Et ainsi que nous estions ensemble esperans l’aide dé Dieu, nous ne demourasmes gueres, que ung grant richomme Sarrazin nous mena tous plus avant en ung autre pavillon, et faisions chiere piteuse. Moult d’autres chevaliers et d’autres de nos gens estoient aussi prisonniers, encloux en une grant court, qui estoit douze de murailles de terre. Et ceulx-là faisoient tirer hors les prisonniers l’un après l’autre, et leur demandoient, si se vouloient regnoier[1]. Et ceulx qui disoient oy, et qui se regnoient, estoient mis à part : et ceulx-là qui ne le vouloient faire, tout incontinant on leur couppoit la teste.

Tantoust après nous envoia le Souldan son conseil parler à nous, et demanda le conseil, auquel de nous il diroit le message du Souldan.

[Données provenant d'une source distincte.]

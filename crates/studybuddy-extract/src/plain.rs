//! Plain text and source code files.

use std::path::Path;

use anyhow::{Context, Result};

/// Read a file as UTF-8, replacing invalid byte sequences.
pub fn extract(path: &Path) -> Result<String> {
    let bytes = std::fs::read(path).with_context(|| format!("cannot read {}", path.display()))?;
    Ok(String::from_utf8_lossy(&bytes).into_owned())
}

#[cfg(test)]
mod tests {
    use super::*;

    #[test]
    fn invalid_bytes_are_replaced() {
        let dir = tempfile::tempdir().unwrap();
        let path = dir.path().join("notes.txt");
        std::fs::write(&path, b"caf\xe9 au lait\n").unwrap();
        assert_eq!(extract(&path).unwrap(), "caf\u{fffd} au lait\n");
    }

    #[test]
    fn missing_file_is_an_error() {
        let err = extract(Path::new("/definitely/not/here.txt")).unwrap_err();
        assert!(err.to_string().contains("cannot read"));
    }
}
//! Quiz question generation.
//!
//! The model is asked for `Question:`, `Answer:` and `Distractors:` lines.
//! Parsing is best-effort string splitting; anything that goes wrong turns
//! into the placeholder question.

use std::sync::atomic::{AtomicBool, Ordering};
use std::sync::Arc;

use rand::seq::SliceRandom;
use rand::Rng;
use tracing::{debug, instrument, warn};

use crate::error::{ProviderError, QuestionError};
use crate::model::{Entity, OptionLabel, QuestionOrigin, QuizQuestion};
use crate::traits::{GenerateRequest, LlmProvider};

const QUESTION_MARKER: &str = "Question:";
const ANSWER_MARKER: &str = "Answer:";
const DISTRACTORS_MARKER: &str = "Distractors:";
const DISTRACTOR_COUNT: usize = 3;

/// Request parameters for question generation.
#[derive(Debug, Clone, PartialEq)]
pub struct GenerationOptions {
    pub model: String,
    pub max_tokens: u32,
    pub temperature: f64,
}

impl Default for GenerationOptions {
    fn default() -> Self {
        Self {
            model: "llama3.2".to_string(),
            max_tokens: 300,
            temperature: 0.7,
        }
    }
}

/// The three fields pulled out of a model response.
#[derive(Debug, Clone, PartialEq, Eq)]
pub struct ParsedGeneration {
    pub question: String,
    pub answer: String,
    pub distractors: Vec<String>,
}

/// Build the instruction sent to the model for one entity.
pub fn build_prompt(entity: &Entity, material: &str) -> String {
    format!(
        "Generate a meaningful multiple-choice question from this study material:\n\
         Material: {material}\n\
         Focus on this entity: {entity}\n\
         Provide one correct answer and three plausible distractors.\n\
         Format:\n\
         Question: ...\n\
         Answer: ...\n\
         Distractors: ..."
    )
}

/// Split a model response on the literal markers.
///
/// Question and answer fall back to the entity text when their marker is
/// missing or followed by nothing.
pub fn parse_generation(output: &str, entity: &Entity) -> ParsedGeneration {
    let lines: Vec<&str> = output
        .lines()
        .map(str::trim)
        .filter(|l| !l.is_empty())
        .collect();

    let after_marker = |marker: &str| -> Option<String> {
        lines
            .iter()
            .find(|l| l.contains(marker))
            .and_then(|l| l.rsplit(marker).next())
            .map(|rest| rest.trim().to_string())
    };

    let question = after_marker(QUESTION_MARKER)
        .filter(|q| !q.is_empty())
        .unwrap_or_else(|| entity.to_string());
    let answer = after_marker(ANSWER_MARKER)
        .filter(|a| !a.is_empty())
        .unwrap_or_else(|| entity.to_string());
    let distractors: Vec<String> = after_marker(DISTRACTORS_MARKER)
        .map(|line| {
            line.split(',')
                .map(str::trim)
                .filter(|d| !d.is_empty())
                .map(str::to_string)
                .collect()
        })
        .unwrap_or_default();

    ParsedGeneration {
        question,
        answer,
        distractors,
    }
}

/// Turn parsed fields into a shuffled, labeled question.
///
/// Distractors matching the answer (case-insensitively) are dropped, then
/// random material words fill the list up to three.
pub fn assemble_question<R: Rng + ?Sized>(
    parsed: ParsedGeneration,
    material: &str,
    rng: &mut R,
) -> Result<QuizQuestion, QuestionError> {
    let answer_lower = parsed.answer.to_lowercase();

    let mut distractors: Vec<String> = parsed
        .distractors
        .into_iter()
        .filter(|d| d.to_lowercase() != answer_lower)
        .collect();

    if distractors.len() < DISTRACTOR_COUNT {
        let candidates: Vec<&str> = material
            .split_whitespace()
            .map(|w| w.trim_matches(|c: char| !c.is_alphanumeric()))
            .filter(|w| !w.is_empty() && w.to_lowercase() != answer_lower)
            .collect();

        while distractors.len() < DISTRACTOR_COUNT {
            let word = candidates
                .choose(rng)
                .ok_or_else(|| QuestionError::NoDistractorCandidates(parsed.answer.clone()))?;
            distractors.push(word.to_string());
        }
    }
    distractors.truncate(DISTRACTOR_COUNT);

    let mut slots = [
        (true, parsed.answer),
        (false, String::new()),
        (false, String::new()),
        (false, String::new()),
    ];
    for (slot, distractor) in slots[1..].iter_mut().zip(distractors) {
        slot.1 = distractor;
    }
    slots.shuffle(rng);

    let answer = slots
        .iter()
        .position(|(is_answer, _)| *is_answer)
        .and_then(OptionLabel::from_index)
        .unwrap_or(OptionLabel::A);
    let texts = slots.map(|(_, text)| text);

    Ok(QuizQuestion::new(
        parsed.question,
        texts,
        answer,
        QuestionOrigin::Generated,
    ))
}

/// Generates one question per entity, falling back to the placeholder.
pub struct QuestionGenerator {
    provider: Option<Arc<dyn LlmProvider>>,
    options: GenerationOptions,
    /// Set after a permanent backend error so later entities skip the call.
    disabled: AtomicBool,
}

impl QuestionGenerator {
    pub fn new(provider: Option<Arc<dyn LlmProvider>>, options: GenerationOptions) -> Self {
        Self {
            provider,
            options,
            disabled: AtomicBool::new(false),
        }
    }

    /// A generator that only produces placeholder questions.
    pub fn offline() -> Self {
        Self::new(None, GenerationOptions::default())
    }

    /// Whether a generative model is loaded and still usable.
    pub fn has_model(&self) -> bool {
        self.provider.is_some() && !self.disabled.load(Ordering::Relaxed)
    }

    /// Generate a question about `entity`. Never fails.
    #[instrument(skip_all, fields(entity = %entity))]
    pub async fn generate<R: Rng + ?Sized>(
        &self,
        entity: &Entity,
        material: &str,
        rng: &mut R,
    ) -> QuizQuestion {
        let Some(provider) = self.provider.as_ref().filter(|_| self.has_model()) else {
            return QuizQuestion::placeholder(entity);
        };

        let request = GenerateRequest {
            model: self.options.model.clone(),
            prompt: build_prompt(entity, material),
            system_prompt: None,
            max_tokens: self.options.max_tokens,
            temperature: self.options.temperature,
        };

        let response = match provider.generate(&request).await {
            Ok(response) => response,
            Err(e) => {
                if e
                    .downcast_ref::<ProviderError>()
                    .is_some_and(ProviderError::is_permanent)
                {
                    self.disabled.store(true, Ordering::Relaxed);
                    warn!("disabling question generation for the rest of the run");
                }
                warn!("question generation failed: {e:#}");
                return QuizQuestion::placeholder(entity);
            }
        };
        debug!(latency_ms = response.latency_ms, "model responded");

        let parsed = parse_generation(&response.content, entity);
        match assemble_question(parsed, material, rng) {
            Ok(question) => question,
            Err(e) => {
                warn!("could not assemble question: {e}");
                QuizQuestion::placeholder(entity)
            }
        }
    }
}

Et tous nous accordasmes que ce fust au conte Pierre de Bretaigne, par ung trucheman que avoient les Sarrazins, qui parloit l’un et l’autre des langaiges françois et sarrazins. Et furent telles les paroles : « Seigneurs, le Souldan nous envoie par devers vous savoir si vous vouldriez point estre delivrez, et que vous lui vouldriez donner ou faire pour vostre delivrance avoir. » Et à ceste demande respondit le conte Pierre de Bretaigne que moult voulentiers voul-

  1. Regnoier : apostasier.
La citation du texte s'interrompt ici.